Recognizing a need for healthcare systems to be able to evaluate employee attitudes about patient safety and quality improvements, the Medical Errors Workgroup of the Quality Interagency Coordination Task Force (QuIC) sponsored the development of a survey tool. The tool will help hospitals, and their departments, evaluate employees' support-or nonsupport-of safety and quality issues.

Funded by the Agency for Healthcare Research & Quality in partnership with Premier Inc., the Department of Defense, and the American Hospital Association, the Hospital Survey on Patient Safety Culture was developed by Westat of Rockville, Md., and pilot-tested this past year in 21 U.S. hospitals.

In addition, the survey measures three hospital-level aspects of safety culture: hospital management support for patient safety (three items), teamwork across hospital units (four items), and hospital handoffs and transitions (four items).

Finally, four outcome variables are included: overall perceptions of safety (four items), frequency of event reporting (three items), patient safety grade (of the hospital unit) (one item), and number of events reported (one item).

The survey is paper-based, but is adaptable for Web use, can be modified to meet each hospital's specific needs, and may be used systemwide or within targeted departments.
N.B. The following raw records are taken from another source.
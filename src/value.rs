//! Runtime values shared by the tree-walking interpreter and the bytecode VM.

use std::cell::RefCell;
use std::fmt;
use std::rc::Rc;

use ahash::RandomState;
use indexmap::IndexMap;

use crate::ast::Stmt;
use crate::builtins::Builtin;
use crate::bytecode::chunk::{Closure, CompiledFunction};
use crate::interpreter::Environment;

/// Hash entries: insertion order is preserved for inspection, lookup is O(1).
pub type HashEntries = IndexMap<HashKey, Value, RandomState>;

/// The hashable subset of values usable as hash keys.
#[derive(Debug, Clone, PartialEq, Eq, Hash)]
pub enum HashKey {
    Int(i64),
    Bool(bool),
    String(Rc<String>),
}

impl HashKey {
    /// Convert a Value to a HashKey if possible.
    pub fn from_value(value: &Value) -> Option<HashKey> {
        match value {
            Value::Int(n) => Some(HashKey::Int(*n)),
            Value::Bool(b) => Some(HashKey::Bool(*b)),
            Value::String(s) => Some(HashKey::String(s.clone())),
            _ => None,
        }
    }

    /// Convert back to the Value this key was made from.
    pub fn to_value(&self) -> Value {
        match self {
            HashKey::Int(n) => Value::Int(*n),
            HashKey::Bool(b) => Value::Bool(*b),
            HashKey::String(s) => Value::String(s.clone()),
        }
    }
}

impl fmt::Display for HashKey {
    fn fmt(&self, f: &mut fmt::Formatter<'_>) -> fmt::Result {
        match self {
            HashKey::Int(n) => write!(f, "{}", n),
            HashKey::Bool(b) => write!(f, "{}", b),
            HashKey::String(s) => write!(f, "{}", s),
        }
    }
}

/// A runtime value in Monkey.
#[derive(Debug, Clone)]
pub enum Value {
    /// Integer value
    Int(i64),
    /// Boolean value
    Bool(bool),
    /// Null value
    Null,
    /// String value
    String(Rc<String>),
    /// Array value (reference-like: shared between bindings)
    Array(Rc<RefCell<Vec<Value>>>),
    /// Hash value (ordered, O(1) lookup)
    Hash(Rc<RefCell<HashEntries>>),
    /// Tree-walk function value (AST body + captured environment)
    Function(Rc<Function>),
    /// A compiled function body (lives in the constant pool)
    CompiledFunction(Rc<CompiledFunction>),
    /// A compiled function bundled with its captured free values
    Closure(Rc<Closure>),
    /// Native/builtin function
    Builtin(&'static Builtin),
    /// A recoverable error as plain data; never unwinds the stack
    Error(Rc<String>),
}

impl Value {
    pub fn type_name(&self) -> &'static str {
        match self {
            Value::Int(_) => "int",
            Value::Bool(_) => "bool",
            Value::Null => "null",
            Value::String(_) => "string",
            Value::Array(_) => "array",
            Value::Hash(_) => "hash",
            Value::Function(_) => "function",
            Value::CompiledFunction(_) => "function",
            Value::Closure(_) => "function",
            Value::Builtin(_) => "function",
            Value::Error(_) => "error",
        }
    }

    /// Only false and null are non-truthy.
    pub fn is_truthy(&self) -> bool {
        !matches!(self, Value::Bool(false) | Value::Null)
    }

    /// Convert this value to a HashKey if possible.
    pub fn to_hash_key(&self) -> Option<HashKey> {
        HashKey::from_value(self)
    }

    pub fn error(message: impl Into<String>) -> Value {
        Value::Error(Rc::new(message.into()))
    }
}

impl PartialEq for Value {
    fn eq(&self, other: &Self) -> bool {
        match (self, other) {
            (Value::Int(a), Value::Int(b)) => a == b,
            (Value::Bool(a), Value::Bool(b)) => a == b,
            (Value::Null, Value::Null) => true,
            (Value::String(a), Value::String(b)) => a == b,
            (Value::Array(a), Value::Array(b)) => Rc::ptr_eq(a, b),
            (Value::Hash(a), Value::Hash(b)) => Rc::ptr_eq(a, b),
            (Value::Function(a), Value::Function(b)) => Rc::ptr_eq(a, b),
            (Value::CompiledFunction(a), Value::CompiledFunction(b)) => Rc::ptr_eq(a, b),
            (Value::Closure(a), Value::Closure(b)) => Rc::ptr_eq(a, b),
            (Value::Builtin(a), Value::Builtin(b)) => std::ptr::eq(*a, *b),
            (Value::Error(a), Value::Error(b)) => a == b,
            _ => false,
        }
    }
}

// Display is the user-visible rendering (`puts`, the REPL, error messages).
impl fmt::Display for Value {
    fn fmt(&self, f: &mut fmt::Formatter<'_>) -> fmt::Result {
        match self {
            Value::Int(n) => write!(f, "{}", n),
            Value::Bool(b) => write!(f, "{}", b),
            Value::Null => write!(f, "null"),
            Value::String(s) => write!(f, "{}", s),
            Value::Array(arr) => {
                write!(f, "[")?;
                let arr = arr.borrow();
                for (i, val) in arr.iter().enumerate() {
                    if i > 0 {
                        write!(f, ", ")?;
                    }
                    write!(f, "{}", val)?;
                }
                write!(f, "]")
            }
            Value::Hash(hash) => {
                write!(f, "{{")?;
                let hash = hash.borrow();
                for (i, (key, val)) in hash.iter().enumerate() {
                    if i > 0 {
                        write!(f, ", ")?;
                    }
                    write!(f, "{}: {}", key, val)?;
                }
                write!(f, "}}")
            }
            Value::Function(_) => write!(f, "<fn>"),
            Value::CompiledFunction(_) => write!(f, "<fn>"),
            Value::Closure(_) => write!(f, "<fn>"),
            Value::Builtin(builtin) => write!(f, "<builtin fn {}>", builtin.name),
            Value::Error(message) => write!(f, "error: {}", message),
        }
    }
}

/// A tree-walk function: parameters, AST body, and the defining environment.
#[derive(Debug)]
pub struct Function {
    pub params: Vec<String>,
    pub body: Vec<Stmt>,
    pub env: Rc<RefCell<Environment>>,
}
Indian River Memorial Hospital in Vero Beach, Fla., conducted the survey among 1,200 staff-both clinical and nonclinical-via a Web-based version on the hospital intranet. All the directors received the survey results and could then go in and break it down by departments.

In the pharmacy department, nine pharmacists and 10 other pharmacy staff participated on a voluntary basis. Se Choi, Pharm.D., director of pharmacy services, found the survey to be "a very good tool."

Explaining how the survey was beneficial, Choi pointed specifically to the communications section and Question 1: We are given feedback about changes put into place based on event reports. She said four employees responded very negatively on that, so the hospital obtained a score of 3.3 (on a scale of 1 to 5). "That's low; we should be higher." And as regards Question 4: Staff feel free to question the decisions or actions of those with more authority, she said, "We had eight pharmacy staff state they didn't feel they could question the decision-that's not the culture I want. Everybody should be able to question or enter some issues. So although I don't know who gave the low scores, there is definitely a need for improvement. So these are very useful and powerful data that we can actually work at improving."

The survey was completed in the fall, and Choi has already taken steps to put the data to use. Indian River plans to redo the survey after one year, and Choi looks forward to seeing how these new initiatives will affect responses in the follow-up.